Nearly a month ago my GP re-referred me to the Liason Intake Team part of the Community Mental Health Team (CMHT) in my local trust. Even though I am bipolar and have been receiving mental health treatment for 17 years I was discharged a couple of years or so ago and therefore my GP coordinates my care. As I have mentioned before she is excellent but felt last month that I needed further support.
I was promised previously that if I needed CMHT intervention that it would be easy to access, that I wouldn’t need to wait for ages or explain to loads of people a summary of the past 17 years. Each time I need a referral back to CMHT I come up against similar challenges so this referral is sadly not a great surprise.
A month on in this referral I am no nearer any support and in fact a conversation I had with the CMHT yesterday just left me exasperated and added to the mental distress that I am currently experiencing.
What is incredible is that when I called yesterday to chase the referral I was given no update, no apology or understanding regarding the wait and worst of all no one asked if I was ok or how I was getting along. They couldn’t get me off the phone quick enough – this is far from quick easy access to the CMHT.
In addition to that, I know I will have to go through an assessment before any further support is offered and the likelihood is that there could be another huge gap between assessment and any support being implemented. Even worse is that after assessment and all of this uncertainty I could be referred straight back to the GP without any on-going support.
I am no better than a month ago and the poor mental health care does have a huge negative impact and certainly increases my distress. As I get slowly worse I find it harder to speak to people I don’t know and so the well organised approach from my doctor of referring when I reached the point I did will slowly become useless. It also means that I am more likely going to end up accessing crisis care services in unequipped Accident and Emergency departments possibly in acute mental distress.

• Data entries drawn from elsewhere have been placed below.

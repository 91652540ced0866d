//! Invoice handlers
//!
//! Thin translation layer: extract the authenticated user, convert DTOs,
//! and delegate to the invoice service. All ownership and ledger rules live
//! in the domain crate.

use axum::{
    extract::{Path, State},
    http::StatusCode,
    Extension, Json,
};
use uuid::Uuid;
use validator::Validate;

use domain_invoicing::InvoiceService;

use crate::dto::invoices::*;
use crate::error::ApiError;
use crate::middleware::AuthUser;
use crate::AppState;

/// Lists the caller's invoices, most recently created first
pub async fn list_invoices(
    State(state): State<AppState>,
    Extension(AuthUser(user_id)): Extension<AuthUser>,
) -> Result<Json<Vec<InvoiceResponse>>, ApiError> {
    let service = InvoiceService::new(state.store.clone());
    let invoices = service.list_invoices(user_id).await?;

    Ok(Json(
        invoices.into_iter().map(InvoiceResponse::from).collect(),
    ))
}

/// Gets an invoice with derived figures, lines, and payments
pub async fn get_invoice(
    State(state): State<AppState>,
    Extension(AuthUser(user_id)): Extension<AuthUser>,
    Path(id): Path<Uuid>,
) -> Result<Json<InvoiceDetailResponse>, ApiError> {
    let service = InvoiceService::new(state.store.clone());
    let detail = service.invoice_detail(user_id, id.into()).await?;

    Ok(Json(detail.into()))
}

/// Creates an invoice together with its line items
pub async fn create_invoice(
    State(state): State<AppState>,
    Extension(AuthUser(user_id)): Extension<AuthUser>,
    Json(request): Json<CreateInvoiceRequest>,
) -> Result<(StatusCode, Json<InvoiceResponse>), ApiError> {
    request
        .validate()
        .map_err(|e| ApiError::BadRequest(e.to_string()))?;

    let service = InvoiceService::new(state.store.clone());
    let invoice = service.create_invoice(user_id, request.into()).await?;

    Ok((StatusCode::CREATED, Json(invoice.into())))
}

/// Records a payment against an invoice
pub async fn record_payment(
    State(state): State<AppState>,
    Extension(AuthUser(user_id)): Extension<AuthUser>,
    Path(id): Path<Uuid>,
    Json(request): Json<RecordPaymentRequest>,
) -> Result<Json<PaymentResponse>, ApiError> {
    let service = InvoiceService::new(state.store.clone());
    let payment = service
        .record_payment(user_id, id.into(), request.amount, request.payment_date)
        .await?;

    Ok(Json(payment.into()))
}
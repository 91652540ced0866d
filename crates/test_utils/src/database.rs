//! Database Test Utilities
//!
//! Provides helpers for database testing including testcontainer management
//! and connection pooling for integration tests. Tests using these helpers
//! need a local Docker daemon and are `#[ignore]`d by default.

use sqlx::postgres::PgPoolOptions;
use sqlx::PgPool;
use std::sync::Arc;
use std::time::Duration;
use testcontainers::{
    core::{IntoContainerPort, WaitFor},
    runners::AsyncRunner,
    ContainerAsync, GenericImage, ImageExt,
};
use tokio::sync::OnceCell;

/// Default PostgreSQL image for testing
const POSTGRES_IMAGE: &str = "postgres";
const POSTGRES_TAG: &str = "16-alpine";
const POSTGRES_USER: &str = "test_user";
const POSTGRES_PASSWORD: &str = "test_password";
const POSTGRES_DB: &str = "invoice_ledger_test";

/// Configuration for a test database
#[derive(Debug, Clone)]
pub struct TestDatabaseConfig {
    pub user: String,
    pub password: String,
    pub database: String,
    pub host: String,
    pub port: u16,
}

impl Default for TestDatabaseConfig {
    fn default() -> Self {
        Self {
            user: POSTGRES_USER.to_string(),
            password: POSTGRES_PASSWORD.to_string(),
            database: POSTGRES_DB.to_string(),
            host: "localhost".to_string(),
            port: 5432,
        }
    }
}

impl TestDatabaseConfig {
    /// Creates the database connection URL
    pub fn connection_url(&self) -> String {
        format!(
            "postgres://{}:{}@{}:{}/{}",
            self.user, self.password, self.host, self.port, self.database
        )
    }
}

/// A wrapper around a PostgreSQL test container
pub struct TestDatabase {
    _container: ContainerAsync<GenericImage>,
    pub config: TestDatabaseConfig,
    pub pool: PgPool,
}

impl TestDatabase {
    /// Starts a new PostgreSQL container with the ledger schema applied
    ///
    /// # Errors
    ///
    /// Returns an error if the container fails to start or migrations fail
    pub async fn new() -> Result<Self, Box<dyn std::error::Error + Send + Sync>> {
        let container = GenericImage::new(POSTGRES_IMAGE, POSTGRES_TAG)
            .with_exposed_port(5432.tcp())
            .with_wait_for(WaitFor::message_on_stderr(
                "database system is ready to accept connections",
            ))
            .with_env_var("POSTGRES_USER", POSTGRES_USER)
            .with_env_var("POSTGRES_PASSWORD", POSTGRES_PASSWORD)
            .with_env_var("POSTGRES_DB", POSTGRES_DB)
            .start()
            .await?;

        let port = container.get_host_port_ipv4(5432).await?;
        let host = container.get_host().await?.to_string();

        let config = TestDatabaseConfig {
            user: POSTGRES_USER.to_string(),
            password: POSTGRES_PASSWORD.to_string(),
            database: POSTGRES_DB.to_string(),
            host,
            port,
        };

        let pool = PgPoolOptions::new()
            .max_connections(5)
            .acquire_timeout(Duration::from_secs(30))
            .connect(&config.connection_url())
            .await?;

        infra_db::run_migrations(&pool).await?;

        Ok(Self {
            _container: container,
            config,
            pool,
        })
    }

    /// Returns a reference to the connection pool
    pub fn pool(&self) -> &PgPool {
        &self.pool
    }

    /// Clears all data from the database while preserving the schema
    ///
    /// Useful for resetting state between tests
    pub async fn clear_data(&self) -> Result<(), Box<dyn std::error::Error + Send + Sync>> {
        for table in ["payments", "invoice_lines", "invoices"] {
            sqlx::query(&format!("TRUNCATE TABLE {} CASCADE", table))
                .execute(&self.pool)
                .await?;
        }

        Ok(())
    }
}

/// Global test database for shared integration tests
static SHARED_TEST_DB: OnceCell<Arc<TestDatabase>> = OnceCell::const_new();

/// Gets or creates a shared test database instance
///
/// Provides a singleton test database that can be shared across multiple
/// tests to reduce container startup overhead.
///
/// # Panics
///
/// Panics if the database fails to initialize
pub async fn get_shared_test_database() -> Arc<TestDatabase> {
    SHARED_TEST_DB
        .get_or_init(|| async {
            Arc::new(
                TestDatabase::new()
                    .await
                    .expect("Failed to create shared test database"),
            )
        })
        .await
        .clone()
}

/// Creates an isolated test database for a single test
///
/// Use this when tests need to modify data and isolation is required
pub async fn create_isolated_test_database(
) -> Result<TestDatabase, Box<dyn std::error::Error + Send + Sync>> {
    TestDatabase::new().await
}

#[cfg(test)]
mod tests {
    use super::*;

    #[test]
    fn test_config_connection_url() {
        let config = TestDatabaseConfig::default();
        let url = config.connection_url();

        assert!(url.starts_with("postgres://"));
        assert!(url.contains(POSTGRES_USER));
        assert!(url.contains(POSTGRES_DB));
    }
}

I have done what I can to help myself, especially over the last few weeks including paying for some online counselling to try and get some consistant care. I hope that when well this will become another useful tool in my Wellness Recovery Action Plan (WRAP) toolkit but at the moment I am just grateful for the support even though I am paying for something the NHS should be providing.
If any healthcare providers read this can I ask you to ask the question “does someone with a history similar to mine really need another assessment and surely some support could and should be implemented quickly?”
One thought on “Another assessment is not what I need …”
i have a sort of crib sheet that outlines my history and key episodes (and known triggers if any were apparent at those times); hospital admissions; drugs I’ve been prescribed & why doses were changed or meds discontinued & why; last care plan. Any issues that I’ve previously had cbt for Ive covered and what elements were helpful or unhelpful.